Annual Percentage Rate (APR) An interest rate reflecting the cost of a mortgage as a yearly rate. This rate is likely to be higher than the stated note rate or advertised rate on the mortgage, because it takes into account points and other credit costs. The APR allows homebuyers to compare different types of mortgages based on the annual cost for each loan.
Appraisal An estimate of the value of real property, made by a qualified professional called an "appraiser." An appraisal will be needed to determine the value of your property.
Assumption The agreement between buyer and seller where the buyer takes over the payments on an existing mortgage from the seller. This must be approved by the lender and be allowed by the note, which was originally signed by the seller.
Back End This refers to the debt-to-income ratio calculated using principal, interest, taxes, insurance and consumer credit obligations divided by gross monthly income. It is expressed as a percentage.

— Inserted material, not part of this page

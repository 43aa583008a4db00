//! Credential verifier implementations.

pub mod jwt;

pub use jwt::{JwtClaims, JwtCredentialVerifier};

Balloon Usually a short-term fixed-rate loan which involves small payments for a certain period of time and one large payment for the remaining amount of the principal at a time specified in the contract.
Beneficiary The entity funding the loan. This is the entity to which the loan is owed.
BK / Bankruptcy A reorganization or discharge of debts. Could also be referred to as Chapter 7, 11 or 13.
Broker An individual in the business of assisting in arranging funding or negotiating contracts for a client but who does not loan the money himself. Brokers usually charge a fee or receive a commission for their services.
Buy Down When the lender and/or the home builder subsidizes the mortgage by lowering the interest rate during the first few years of the loan. While the payments are initially low, they will increase when the subsidy expires.
Cap The highest rate that an adjustable rate mortgage may reach. It can be expressed as the actual rate or as the amount of change allowed above the start rate. For example, a 7.99 % start rate with a 6% rate change cap would have a maximum interest rate cap of 13.99%.
Cash Out Any funds disbursed directly to the borrower.
Certificate of Occupancy A certificate issued by local city government to a builder, stating that the building is in proper condition to be occupied.
Certified Copy A true copy, attested to be true by the officer holding the original. It should have a stamp and signature stating that it is a true copy.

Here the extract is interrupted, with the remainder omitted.